Task
Your job is to return every line of the listing holding the string "overall".

##### Provided data #####

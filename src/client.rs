//! Client facade over the resilient transport.
//!
//! Keep the public surface small: generic requests against an endpoint path,
//! returning either a buffered JSON body or a line stream.

pub mod builder;
pub mod core;
pub mod types;

pub use builder::{ClientBuilder, ClientConfig};
pub use core::Client;
pub use types::{ResponseMode, RunResponse, RunStream};
use crate::client::ClientConfig;
use crate::transport::{ResponseMeta, CLIENT_REQUEST_ID_HEADER};
use crate::{Error, ErrorContext, Result};
use reqwest::header::{HeaderMap, HeaderValue, ACCEPT, AUTHORIZATION, CONTENT_TYPE};
use reqwest::{Method, Proxy};
use std::time::{Duration, Instant};
use tracing::debug;
use uuid::Uuid;

/// Performs exactly one HTTP attempt per call.
///
/// Non-success statuses are turned into [`Error::Api`] with the response
/// metadata attached, so the retry layer can inspect status and headers.
pub struct HttpTransport {
    client: reqwest::Client,
    base_url: String,
    api_key: String,
    timeout: Duration,
}

impl HttpTransport {
    pub fn new(config: &ClientConfig) -> Result<Self> {
        // The overall timeout is applied per buffered request in `execute`;
        // a client-wide one would also cut off long-lived SSE bodies.
        let mut builder = reqwest::Client::builder()
            .connect_timeout(config.timeout)
            .pool_max_idle_per_host(32)
            .pool_idle_timeout(Some(Duration::from_secs(90)));

        if let Some(proxy_url) = &config.proxy_url {
            let proxy = Proxy::all(proxy_url).map_err(|e| {
                Error::configuration_with_context(
                    format!("invalid proxy url: {}", e),
                    ErrorContext::new()
                        .with_field_path("proxy_url")
                        .with_source("http_transport"),
                )
            })?;
            builder = builder.proxy(proxy);
        }

        let client = builder.build().map_err(|e| {
            Error::configuration_with_context(
                format!("failed to build HTTP client: {}", e),
                ErrorContext::new().with_source("http_transport"),
            )
        })?;

        Ok(Self {
            client,
            base_url: config.base_url.trim_end_matches('/').to_string(),
            api_key: config.api_key.clone(),
            timeout: config.timeout,
        })
    }

    pub fn base_url(&self) -> &str {
        &self.base_url
    }

    pub fn build_url(&self, path: &str) -> String {
        if path.starts_with('/') {
            format!("{}{}", self.base_url, path)
        } else {
            format!("{}/{}", self.base_url, path)
        }
    }

    /// Default headers (JSON content type and bearer auth) merged with `extra`.
    pub fn build_headers(&self, extra: Option<&HeaderMap>) -> Result<HeaderMap> {
        let mut headers = HeaderMap::new();
        headers.insert(CONTENT_TYPE, HeaderValue::from_static("application/json"));
        let auth = HeaderValue::from_str(&format!("Bearer {}", self.api_key)).map_err(|_| {
            Error::configuration_with_context(
                "API key contains characters not allowed in a header",
                ErrorContext::new()
                    .with_field_path("api_key")
                    .with_source("http_transport"),
            )
        })?;
        headers.insert(AUTHORIZATION, auth);
        if let Some(extra) = extra {
            for (name, value) in extra {
                headers.insert(name.clone(), value.clone());
            }
        }
        Ok(headers)
    }

    /// Execute one attempt and return the successful response.
    ///
    /// When `stream` is set the body is left unread for the caller and no
    /// overall timeout is applied.
    pub async fn execute(
        &self,
        method: Method,
        path: &str,
        body: Option<&serde_json::Value>,
        headers: Option<&HeaderMap>,
        stream: bool,
    ) -> Result<reqwest::Response> {
        let url = self.build_url(path);
        let client_request_id = Uuid::new_v4().to_string();

        let mut headers = self.build_headers(headers)?;
        if let Ok(v) = HeaderValue::from_str(&client_request_id) {
            headers.insert(CLIENT_REQUEST_ID_HEADER, v);
        }
        if stream {
            headers.insert(ACCEPT, HeaderValue::from_static("text/event-stream"));
        }

        let mut req = self.client.request(method.clone(), &url).headers(headers);
        if let Some(body) = body {
            req = req.json(body);
        }
        if !stream {
            req = req.timeout(self.timeout);
        }

        let start = Instant::now();
        let resp = req.send().await.map_err(Error::from_reqwest)?;
        let meta = ResponseMeta::from_response(&resp);

        debug!(
            method = method.as_str(),
            endpoint = path,
            http_status = meta.status.as_u16(),
            client_request_id = client_request_id.as_str(),
            duration_ms = start.elapsed().as_millis() as u64,
            "langbase request completed"
        );

        if !meta.status.is_success() {
            let text = match resp.text().await {
                Ok(text) => text,
                Err(e) => {
                    debug!(endpoint = path, error = %e, "failed to read error response body");
                    format!("status code (body could not be read: {e})")
                }
            };
            return Err(Error::from_response(meta, &text, Some(path)));
        }

        Ok(resp)
    }
}

impl std::fmt::Debug for HttpTransport {
    fn fmt(&self, f: &mut std::fmt::Formatter<'_>) -> std::fmt::Result {
        f.debug_struct("HttpTransport")
            .field("base_url", &self.base_url)
            .field("timeout", &self.timeout)
            .finish_non_exhaustive()
    }
}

#####

The answer
        // The overall timeout is applied per buffered request in `execute`;
    /// overall timeout is applied.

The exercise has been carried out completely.